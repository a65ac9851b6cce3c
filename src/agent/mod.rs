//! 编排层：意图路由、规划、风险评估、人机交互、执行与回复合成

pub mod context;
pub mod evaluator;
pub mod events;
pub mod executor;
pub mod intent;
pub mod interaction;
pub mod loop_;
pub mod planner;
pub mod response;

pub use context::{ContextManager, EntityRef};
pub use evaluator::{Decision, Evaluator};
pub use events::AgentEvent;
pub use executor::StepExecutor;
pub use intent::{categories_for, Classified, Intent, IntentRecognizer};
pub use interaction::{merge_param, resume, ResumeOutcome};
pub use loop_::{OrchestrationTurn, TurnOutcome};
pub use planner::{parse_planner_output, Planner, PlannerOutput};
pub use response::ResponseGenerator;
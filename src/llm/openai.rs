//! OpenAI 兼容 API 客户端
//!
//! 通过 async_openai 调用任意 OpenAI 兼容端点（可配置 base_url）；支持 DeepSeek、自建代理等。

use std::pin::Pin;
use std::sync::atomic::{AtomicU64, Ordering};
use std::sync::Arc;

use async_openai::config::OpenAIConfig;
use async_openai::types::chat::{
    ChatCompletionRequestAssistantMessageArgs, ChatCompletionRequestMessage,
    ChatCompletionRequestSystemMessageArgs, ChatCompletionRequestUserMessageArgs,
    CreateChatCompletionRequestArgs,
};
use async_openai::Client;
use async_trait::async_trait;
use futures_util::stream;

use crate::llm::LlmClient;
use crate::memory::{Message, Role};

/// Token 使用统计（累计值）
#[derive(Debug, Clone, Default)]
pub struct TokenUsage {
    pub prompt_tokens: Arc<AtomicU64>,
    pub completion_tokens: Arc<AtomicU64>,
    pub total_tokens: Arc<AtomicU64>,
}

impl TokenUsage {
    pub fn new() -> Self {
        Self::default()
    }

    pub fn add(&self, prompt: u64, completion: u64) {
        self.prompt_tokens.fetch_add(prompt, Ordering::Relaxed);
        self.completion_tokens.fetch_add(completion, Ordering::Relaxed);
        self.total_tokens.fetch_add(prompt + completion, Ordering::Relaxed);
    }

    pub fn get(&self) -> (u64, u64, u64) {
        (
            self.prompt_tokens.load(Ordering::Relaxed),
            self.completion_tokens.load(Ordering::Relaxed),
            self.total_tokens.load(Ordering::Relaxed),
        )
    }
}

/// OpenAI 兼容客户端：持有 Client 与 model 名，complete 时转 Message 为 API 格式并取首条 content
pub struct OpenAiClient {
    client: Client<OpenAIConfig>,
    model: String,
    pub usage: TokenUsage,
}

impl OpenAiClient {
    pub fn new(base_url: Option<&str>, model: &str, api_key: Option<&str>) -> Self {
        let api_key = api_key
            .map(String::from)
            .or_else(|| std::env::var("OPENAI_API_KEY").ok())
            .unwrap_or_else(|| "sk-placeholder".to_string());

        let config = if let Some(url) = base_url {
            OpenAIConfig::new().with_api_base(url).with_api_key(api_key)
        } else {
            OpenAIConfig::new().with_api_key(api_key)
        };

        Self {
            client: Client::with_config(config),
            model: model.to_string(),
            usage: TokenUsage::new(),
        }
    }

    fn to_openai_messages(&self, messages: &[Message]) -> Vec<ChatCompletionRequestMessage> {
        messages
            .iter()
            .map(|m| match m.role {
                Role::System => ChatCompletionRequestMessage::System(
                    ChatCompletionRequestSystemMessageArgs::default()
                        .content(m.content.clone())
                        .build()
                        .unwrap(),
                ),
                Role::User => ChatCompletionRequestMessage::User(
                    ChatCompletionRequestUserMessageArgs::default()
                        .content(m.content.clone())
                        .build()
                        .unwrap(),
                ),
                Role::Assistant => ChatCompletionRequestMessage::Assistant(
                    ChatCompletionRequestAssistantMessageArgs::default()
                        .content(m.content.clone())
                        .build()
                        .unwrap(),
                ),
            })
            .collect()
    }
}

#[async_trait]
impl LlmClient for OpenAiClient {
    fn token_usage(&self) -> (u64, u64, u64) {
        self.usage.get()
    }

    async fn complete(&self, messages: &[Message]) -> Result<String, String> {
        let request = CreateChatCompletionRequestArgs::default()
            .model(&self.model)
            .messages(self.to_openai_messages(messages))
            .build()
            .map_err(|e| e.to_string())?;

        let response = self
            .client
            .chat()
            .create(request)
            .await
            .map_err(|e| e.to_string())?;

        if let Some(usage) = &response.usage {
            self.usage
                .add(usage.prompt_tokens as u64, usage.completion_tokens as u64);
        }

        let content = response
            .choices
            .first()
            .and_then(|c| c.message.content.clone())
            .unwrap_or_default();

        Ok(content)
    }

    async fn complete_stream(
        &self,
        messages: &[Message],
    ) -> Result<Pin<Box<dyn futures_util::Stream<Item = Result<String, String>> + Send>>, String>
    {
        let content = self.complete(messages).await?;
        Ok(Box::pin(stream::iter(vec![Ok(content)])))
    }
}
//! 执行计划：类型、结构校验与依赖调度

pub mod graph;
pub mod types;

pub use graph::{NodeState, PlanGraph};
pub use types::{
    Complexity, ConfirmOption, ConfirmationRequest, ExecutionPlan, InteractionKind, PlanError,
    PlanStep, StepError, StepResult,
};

━━━

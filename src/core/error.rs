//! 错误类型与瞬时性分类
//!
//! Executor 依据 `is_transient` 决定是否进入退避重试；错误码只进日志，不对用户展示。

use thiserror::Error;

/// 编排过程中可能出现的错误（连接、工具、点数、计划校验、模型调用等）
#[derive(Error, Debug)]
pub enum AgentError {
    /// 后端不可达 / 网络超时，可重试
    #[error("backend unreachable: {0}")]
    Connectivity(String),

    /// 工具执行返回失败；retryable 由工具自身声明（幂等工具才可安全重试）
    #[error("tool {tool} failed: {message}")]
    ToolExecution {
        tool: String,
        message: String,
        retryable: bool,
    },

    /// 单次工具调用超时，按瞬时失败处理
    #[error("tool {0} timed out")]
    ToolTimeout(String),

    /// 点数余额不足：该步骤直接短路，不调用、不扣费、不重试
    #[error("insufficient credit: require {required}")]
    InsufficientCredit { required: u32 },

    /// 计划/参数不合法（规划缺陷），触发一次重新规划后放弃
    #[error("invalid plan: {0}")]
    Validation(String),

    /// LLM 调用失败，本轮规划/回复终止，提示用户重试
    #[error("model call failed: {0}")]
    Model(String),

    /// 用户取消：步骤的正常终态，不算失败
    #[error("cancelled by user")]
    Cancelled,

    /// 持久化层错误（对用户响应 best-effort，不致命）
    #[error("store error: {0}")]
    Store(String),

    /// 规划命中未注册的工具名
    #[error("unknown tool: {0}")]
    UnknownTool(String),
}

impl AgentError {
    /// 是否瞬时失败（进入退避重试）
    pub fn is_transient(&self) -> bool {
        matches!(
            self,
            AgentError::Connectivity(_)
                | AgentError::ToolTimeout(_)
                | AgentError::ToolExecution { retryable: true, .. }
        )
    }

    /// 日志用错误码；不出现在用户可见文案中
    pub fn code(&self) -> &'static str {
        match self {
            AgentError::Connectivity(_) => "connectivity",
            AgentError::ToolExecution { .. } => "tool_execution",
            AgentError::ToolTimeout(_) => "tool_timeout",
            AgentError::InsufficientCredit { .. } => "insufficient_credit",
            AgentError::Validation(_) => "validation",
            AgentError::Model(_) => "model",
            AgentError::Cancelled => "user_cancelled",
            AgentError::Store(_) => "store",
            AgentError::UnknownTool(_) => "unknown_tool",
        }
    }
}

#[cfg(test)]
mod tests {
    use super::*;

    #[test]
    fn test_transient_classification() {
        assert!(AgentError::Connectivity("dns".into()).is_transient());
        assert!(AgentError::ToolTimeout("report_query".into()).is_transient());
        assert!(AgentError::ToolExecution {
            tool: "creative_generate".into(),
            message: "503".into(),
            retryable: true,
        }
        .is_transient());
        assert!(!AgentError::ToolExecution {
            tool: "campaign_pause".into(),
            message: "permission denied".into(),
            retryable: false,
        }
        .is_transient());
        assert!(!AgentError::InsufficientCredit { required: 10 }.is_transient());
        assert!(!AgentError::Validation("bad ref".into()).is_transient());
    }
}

━━━

Task details
Copy every line from the material in which the word "Debug" can be found.

Exercise output
#[derive(Debug, Clone, Default)]
#[derive(Error, Debug)]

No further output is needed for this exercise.